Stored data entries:
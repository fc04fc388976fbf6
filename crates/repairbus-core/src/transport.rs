//! Transport trait for bus communication.
//!
//! The [`Transport`] trait abstracts over the physical link to the unit
//! bus. Implementations exist for serial ports (`repairbus-transport`) and
//! mock transports for testing (`repairbus-test-harness`).
//!
//! The bus coordinator operates on a `Transport` rather than directly on a
//! serial port, enabling both real hardware control and deterministic unit
//! testing.

use async_trait::async_trait;
use std::time::Duration;

use crate::error::Result;

/// Asynchronous byte-level transport to the unit bus.
///
/// Implementations handle raw byte movement only. Framing, checksums, and
/// resynchronization are the codec's concern; pacing and the one-command-
/// outstanding discipline are the bus coordinator's.
#[async_trait]
pub trait Transport: Send + Sync {
    /// Write raw bytes to the bus.
    ///
    /// Implementations block until all bytes have been handed to the
    /// underlying driver, and surface write timeouts as fatal errors.
    async fn send(&mut self, data: &[u8]) -> Result<()>;

    /// Read available bytes from the bus into `buf`.
    ///
    /// Returns the number of bytes read. Waits up to `timeout` for data;
    /// returns [`Error::Timeout`](crate::error::Error::Timeout) if nothing
    /// arrived within the deadline.
    async fn receive(&mut self, buf: &mut [u8], timeout: Duration) -> Result<usize>;

    /// Number of bytes accepted by [`send`](Transport::send) that have not
    /// yet been shifted onto the wire.
    ///
    /// The bus is half-duplex with one outstanding command: the coordinator
    /// refuses to send while this is non-zero.
    fn pending_out(&self) -> Result<usize>;

    /// Close the transport connection.
    ///
    /// After `close()`, subsequent `send()` and `receive()` calls return
    /// [`Error::NotConnected`](crate::error::Error::NotConnected).
    async fn close(&mut self) -> Result<()>;

    /// Check whether the transport is currently connected.
    fn is_connected(&self) -> bool;
}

_DIRECTIONS FOR THIS TASK:_
Please give an exact copy of the lines above, beginning with the line containing "handed to the" and running through the line containing "async fn receive(&mut", and of no other lines.

_ANSWER SECTION:_
    /// Implementations block until all bytes have been handed to the
    /// underlying driver, and surface write timeouts as fatal errors.
    async fn send(&mut self, data: &[u8]) -> Result<()>;

    /// Read available bytes from the bus into `buf`.
    ///
    /// Returns the number of bytes read. Waits up to `timeout` for data;
    /// returns [`Error::Timeout`](crate::error::Error::Timeout) if nothing
    /// arrived within the deadline.
    async fn receive(&mut self, buf: &mut [u8], timeout: Duration) -> Result<usize>;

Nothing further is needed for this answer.